En Tarn y Garona se produce la uva chasselas (albilla) de Moissac, la primera fruta en obtener la DOC en 1971. Con 298 productores en 598 hectáreas, estos viñedos son el orgullo de la región, por lo que su utilización no se limita a uva de mesa y, recientemente, han aparecido nuevos sectores derivados como la producción de zumos, mermeladas y bebidas alcohólicas. Por ejemplo, el aperitivo Le Quercy des Iles surgió de la combinación entre este tipo de uva dorada, el ron de la Martinica, perfumado con auténtica vainilla de Tahití y estimulado con pimiento de Espelette.

Esta variedad posee cualidades diuréticas que facilitan la digestión y la eliminación de toxinas. Es particularmente rica en vitaminas A, B y C; y pobre en proteínas y materias grasas, pero resulta un excelente antioxidante que contribuye a la eliminación del colesterol malo y ayuda a prevenir las enfermedades cardiovasculares. Contiene todos los oligoelementos asimilables por el organismo y tiene virtudes remineralizantes.

Visitas: Una veintena de productores de la región de Moissac comparten la pasión por este producto y organizan la recepción de los visitantes interesados, que pueden acceder al interior de las fincas para descubrir las características de su cultivo y los cuidados excepcionales que se da a este producto. El de la albilla es simple pero riguroso y muy exigente. El resultado es una fruta de excepción. Su producción está sujeta a las técnicas tradicionales, en el respeto del suelo y del medioambiente.

De su deliciosa simplicidad, los más audaces cocineros hacen maravillas como, por ejemplo, los sorbetes chutney. Los productores de albilla se han asociado a expertos gastronómicos para intensificar los sabores naturales.

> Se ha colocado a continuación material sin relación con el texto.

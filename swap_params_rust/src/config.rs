use crate::error::{Error, EstimatorResult};
use crate::routers::constants::{DEFAULT_SWAP_PARAMETERS_PATH, KYBERSWAP_BASE_API_URL};
use aggregator_models::network::RateLimitWindow;
use error_stack::report;
use std::num::NonZeroU32;

pub const API_URL_VAR: &str = "KYBERSWAP_API_URL";
pub const SWAP_PARAMETERS_PATH_VAR: &str = "KYBERSWAP_SWAP_PARAMETERS_PATH";
pub const CLIENT_ID_VAR: &str = "KYBERSWAP_CLIENT_ID";
pub const RATE_LIMIT_VAR: &str = "KYBERSWAP_RATE_LIMIT";
pub const RATE_LIMIT_BURST_VAR: &str = "KYBERSWAP_RATE_LIMIT_BURST";

#[derive(Debug, Clone, PartialEq, Eq)]
pub struct SwapParamsConfig {
    pub api_url: String,
    /// Path segment of the encoding endpoint, after the chain slug
    pub swap_parameters_path: String,
    pub client_id: Option<String>,
    pub rate_limit: Option<RateLimitWindow>,
    pub rate_limit_burst: Option<NonZeroU32>,
}

impl Default for SwapParamsConfig {
    fn default() -> Self {
        Self {
            api_url: KYBERSWAP_BASE_API_URL.to_string(),
            swap_parameters_path: DEFAULT_SWAP_PARAMETERS_PATH.to_string(),
            client_id: None,
            rate_limit: None,
            rate_limit_burst: None,
        }
    }
}

impl SwapParamsConfig {
    /// Reads the process environment. Call `dotenv::dotenv()` first to pick up a `.env` file.
    pub fn from_env() -> EstimatorResult<Self> {
        Self::from_lookup(|key| std::env::var(key).ok())
    }

    pub fn from_lookup<F>(lookup: F) -> EstimatorResult<Self>
    where
        F: Fn(&str) -> Option<String>,
    {
        let var = |key: &str| {
            lookup(key)
                .map(|value| value.trim().to_string())
                .filter(|value| !value.is_empty())
        };
        let defaults = Self::default();

        let api_url = var(API_URL_VAR)
            .map(|url| url.trim_end_matches('/').to_string())
            .unwrap_or(defaults.api_url);
        if !api_url.starts_with("http://") && !api_url.starts_with("https://") {
            return Err(report!(Error::ConfigError(format!(
                "{API_URL_VAR} must be an http(s) url, got {api_url:?}"
            ))));
        }

        let swap_parameters_path = var(SWAP_PARAMETERS_PATH_VAR)
            .map(|path| path.trim_matches('/').to_string())
            .unwrap_or(defaults.swap_parameters_path);

        let rate_limit = match var(RATE_LIMIT_VAR) {
            Some(raw) => Some(RateLimitWindow::from_string(&raw).ok_or_else(|| {
                report!(Error::ConfigError(format!(
                    "{RATE_LIMIT_VAR} must look like 10s, 100m, 1h or 1d, got {raw:?}"
                )))
            })?),
            None => None,
        };

        let rate_limit_burst = match var(RATE_LIMIT_BURST_VAR) {
            Some(raw) => Some(
                raw.parse::<u32>()
                    .ok()
                    .and_then(NonZeroU32::new)
                    .ok_or_else(|| {
                        report!(Error::ConfigError(format!(
                            "{RATE_LIMIT_BURST_VAR} must be a positive integer, got {raw:?}"
                        )))
                    })?,
            ),
            None => None,
        };

        Ok(Self {
            api_url,
            swap_parameters_path,
            client_id: var(CLIENT_ID_VAR),
            rate_limit,
            rate_limit_burst,
        })
    }
}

De esta pasión nació una guía para descubrir el producto, un catálogo con las direcciones de interés, que también propone paseos por las viñas, cursos de cocina, degustación, juegos educativos y alojamiento. La publicación está disponible, de manera gratuita, en las oficinas de turismo, en las fincas, en restaurantes y los hoteles de la zona.